** What the exercise asks **
From the material below, copy each line that holds the word "variant".

** Provided data **

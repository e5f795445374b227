use std::fmt::Write as _;

use super::flags::{AddrMode, Flags, OpWidth, OprPos, Slot};
use super::Ns32k;
use crate::addressing::{self, Addressing, Disp, GenOperand};
use crate::bitfield::BitField;
use crate::config::AsmConfig;
use crate::disassembler::Disassembler;
use crate::displacement;
use crate::error::ErrorKind;
use crate::insn::Insn;
use crate::memory::{ByteReader, DisMemory};
use crate::numeric::Literal;
use crate::reglist::{self, ListOrder};
use crate::table::{Entry, Page};

/// A decoded operand, ready to render.
#[derive(Debug, Clone)]
enum Decoded {
    Gen { gen: GenOperand, float: bool, size: usize },
    Int(i64),
    Target(u32),
    List(Vec<u8>),
}

/// Reads the opcode bytes `entry` needs, beyond those already consumed.
fn opcode_for<M: ByteReader + ?Sized>(insn: &mut Insn, mem: &mut M, page: &Page, entry: &Entry) -> Result<u16, ErrorKind> {
    let start = page.prefix.len();
    let wide = Flags::unpack(entry.flags).map_or(true, |f| f.width == OpWidth::Word);
    let need = start + if wide { 2 } else { 1 };
    while insn.len() < need {
        insn.read_u8(mem)?;
    }
    let b = insn.bytes();
    Ok(if wide {
        u16::from_le_bytes([b[start], b[start + 1]])
    } else {
        b[start] as u16
    })
}

fn read_disp<M: ByteReader + ?Sized>(insn: &mut Insn, mem: &mut M) -> Option<i64> {
    let at = insn.len();
    let r = displacement::decode(&mut insn.reader(mem));
    insn.error_mut().set_error_if(at, r).map(i64::from)
}

impl Disassembler for Ns32k {
    fn decode_insn<M: DisMemory + ?Sized>(&self, mem: &mut M, insn: &mut Insn, out: &mut String, config: &AsmConfig) {
        let variant = Ns32k::variant(config);
        let Ok(first) = insn.read_u8(mem) else { return };
        let found = variant.search_by_opcode(
            |page, entry| opcode_for(insn, mem, page, entry),
            |page| page.prefix.first().map_or(true, |&p| p == first),
            self,
        );
        let found = match found {
            Ok(found) => found,
            Err(kind) => {
                insn.set_error(0, kind);
                return;
            }
        };
        let Some(flags) = Flags::unpack(found.entry.flags) else {
            insn.set_error(0, ErrorKind::InternalError);
            return;
        };
        let opcode = match opcode_for(insn, mem, found.page, found.entry) {
            Ok(opcode) => opcode,
            Err(_) => return,
        };
        insn.set_name(found.entry.name);
        out.push_str(found.entry.name);

        let slots: Vec<Slot> = flags.operands().copied().collect();
        let decoded = decode_operands(&slots, opcode, insn, mem);
        let mut sep = " ";
        for d in &decoded {
            out.push_str(sep);
            sep = ", ";
            render(out, d, insn.address(), config);
        }
        if !config.uppercase {
            *out = out.to_ascii_lowercase();
        }
    }
}

/// Decodes operands in stream order and returns them in operand order,
/// stopping at the first failure.
fn decode_operands<M: ByteReader + ?Sized>(slots: &[Slot], opcode: u16, insn: &mut Insn, mem: &mut M) -> Vec<Decoded> {
    let mut done: Vec<Option<Decoded>> = vec![None; slots.len()];
    for (i, slot) in slots.iter().enumerate() {
        if slot.pos == OprPos::Short {
            let v = ((opcode >> 7) & 0xF) as i64;
            done[i] = Some(Decoded::Int(if v > 7 { v - 16 } else { v }));
        }
    }
    let gen_slots: Vec<usize> = [OprPos::Gen1, OprPos::Gen2]
        .iter()
        .filter_map(|&pos| slots.iter().position(|s| s.pos == pos && s.mode.is_generic()))
        .collect();

    let mut classes = Vec::with_capacity(2);
    for &i in &gen_slots {
        let shift = slots[i].pos.shift().unwrap_or(0);
        let code = ((opcode >> shift) & 0x1F) as u8;
        let at = insn.len();
        let r = addressing::read_index(code, at, &mut insn.reader(mem));
        match insn.error_mut().set_error_if(at, r) {
            Some(class) => classes.push((i, class)),
            None => return Vec::new(),
        }
    }
    for (i, (class, index)) in classes {
        let slot = slots[i];
        let at = insn.len();
        let r = addressing::read_extension(class, slot.size.imm_format(), &mut insn.reader(mem));
        let Some(mode) = insn.error_mut().set_error_if(at, r) else {
            return collect(done);
        };
        let size = match slot.size.imm_format() {
            addressing::ImmFormat::Int(n) => n,
            _ => 0,
        };
        done[i] = Some(Decoded::Gen {
            gen: GenOperand { mode, index },
            float: slot.mode.is_float(),
            size,
        });
    }

    let alone = slots.len() == 1;
    let mut i = 0;
    while i < slots.len() {
        let slot = slots[i];
        if slot.pos == OprPos::Implied {
            match slot.mode {
                AddrMode::Rel => {
                    let Some(d) = read_disp(insn, mem) else { break };
                    done[i] = Some(Decoded::Target(insn.address().wrapping_add(d as u32)));
                }
                AddrMode::Disp => {
                    let Some(d) = read_disp(insn, mem) else { break };
                    done[i] = Some(Decoded::Int(d));
                }
                AddrMode::RegListPush | AddrMode::RegListPop => {
                    let order = if slot.mode == AddrMode::RegListPush { ListOrder::Push } else { ListOrder::Pop };
                    let at = insn.len();
                    let Ok(mask) = insn.read_u8(mem) else { break };
                    let regs = reglist::decode(mask, order, alone, at, insn.error_mut());
                    done[i] = Some(Decoded::List(regs));
                }
                AddrMode::BfOffset if i + 1 < slots.len() => {
                    let Ok(b) = insn.read_u8(mem) else { break };
                    let field = BitField::from_byte(b);
                    done[i] = Some(Decoded::Int(field.offset as i64));
                    done[i + 1] = Some(Decoded::Int(field.length as i64));
                    i += 1;
                }
                _ => {
                    insn.set_error(insn.len(), ErrorKind::InternalError);
                    break;
                }
            }
        }
        i += 1;
    }
    collect(done)
}

fn collect(done: Vec<Option<Decoded>>) -> Vec<Decoded> {
    done.into_iter().map_while(|d| d).collect()
}

fn render_disp(out: &mut String, disp: &Disp) {
    let _ = write!(out, "{}", disp.value);
}

fn render_hex(out: &mut String, v: i64) {
    if v < 0 {
        let _ = write!(out, "-0x{:X}", v.unsigned_abs());
    } else {
        let _ = write!(out, "0x{:X}", v);
    }
}

fn render_imm(out: &mut String, v: u64, size: usize) {
    let mask = if size >= 8 { u64::MAX } else { (1u64 << (size * 8)) - 1 };
    let _ = write!(out, "0x{:X}", v & mask);
}

/// Non-finite values use the names the expression scanner knows.
fn render_float(out: &mut String, v: f64) {
    if v.is_nan() {
        out.push_str("NAN");
    } else if v.is_infinite() {
        out.push_str(if v < 0.0 { "-INF" } else { "INF" });
    } else {
        let _ = write!(out, "{v:?}");
    }
}

fn render_gen(out: &mut String, gen: &GenOperand, float: bool, size: usize) {
    match gen.mode {
        Addressing::Register(n) => {
            let _ = write!(out, "{}{}", if float { 'F' } else { 'R' }, n);
        }
        Addressing::RegRelative { reg, disp } => {
            render_disp(out, &disp);
            let _ = write!(out, "(R{reg})");
        }
        Addressing::MemRelative { base, disp1, disp2 } => {
            render_disp(out, &disp2);
            out.push('(');
            render_disp(out, &disp1);
            let _ = write!(out, "({}))", base.name());
        }
        Addressing::Immediate { value, .. } => match value {
            Literal::Int(v) => render_imm(out, v as u64, size),
            Literal::Unsigned(v) => render_imm(out, v, size),
            Literal::Float(v) => render_float(out, v),
        },
        Addressing::Absolute(disp) => {
            out.push('@');
            render_hex(out, disp.value);
        }
        Addressing::External { disp1, disp2 } => {
            out.push_str("EXT(");
            render_disp(out, &disp1);
            out.push(')');
            if disp2.value != 0 {
                let _ = write!(out, "{:+}", disp2.value);
            }
        }
        Addressing::TopOfStack => out.push_str("TOS"),
        Addressing::Memory { base, disp } => {
            render_disp(out, &disp);
            let _ = write!(out, "({})", base.name());
        }
    }
    if let Some(idx) = gen.index {
        let _ = write!(out, "[R{}:{}]", idx.reg, idx.scale.suffix());
    }
}

fn render(out: &mut String, d: &Decoded, address: u32, config: &AsmConfig) {
    match d {
        Decoded::Gen { gen, float, size } => render_gen(out, gen, *float, *size),
        Decoded::Int(v) => {
            let _ = write!(out, "{v}");
        }
        Decoded::Target(target) => {
            if config.relative_targets {
                let _ = write!(out, "*{:+}", *target as i64 - address as i64);
            } else {
                let _ = write!(out, "0x{:X}", target);
            }
        }
        Decoded::List(regs) => {
            out.push('[');
            for (k, r) in regs.iter().enumerate() {
                if k > 0 {
                    out.push_str(", ");
                }
                let _ = write!(out, "R{r}");
            }
            out.push(']');
        }
    }
}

** Finished exercise **
        let variant = Ns32k::variant(config);
        let found = variant.search_by_opcode(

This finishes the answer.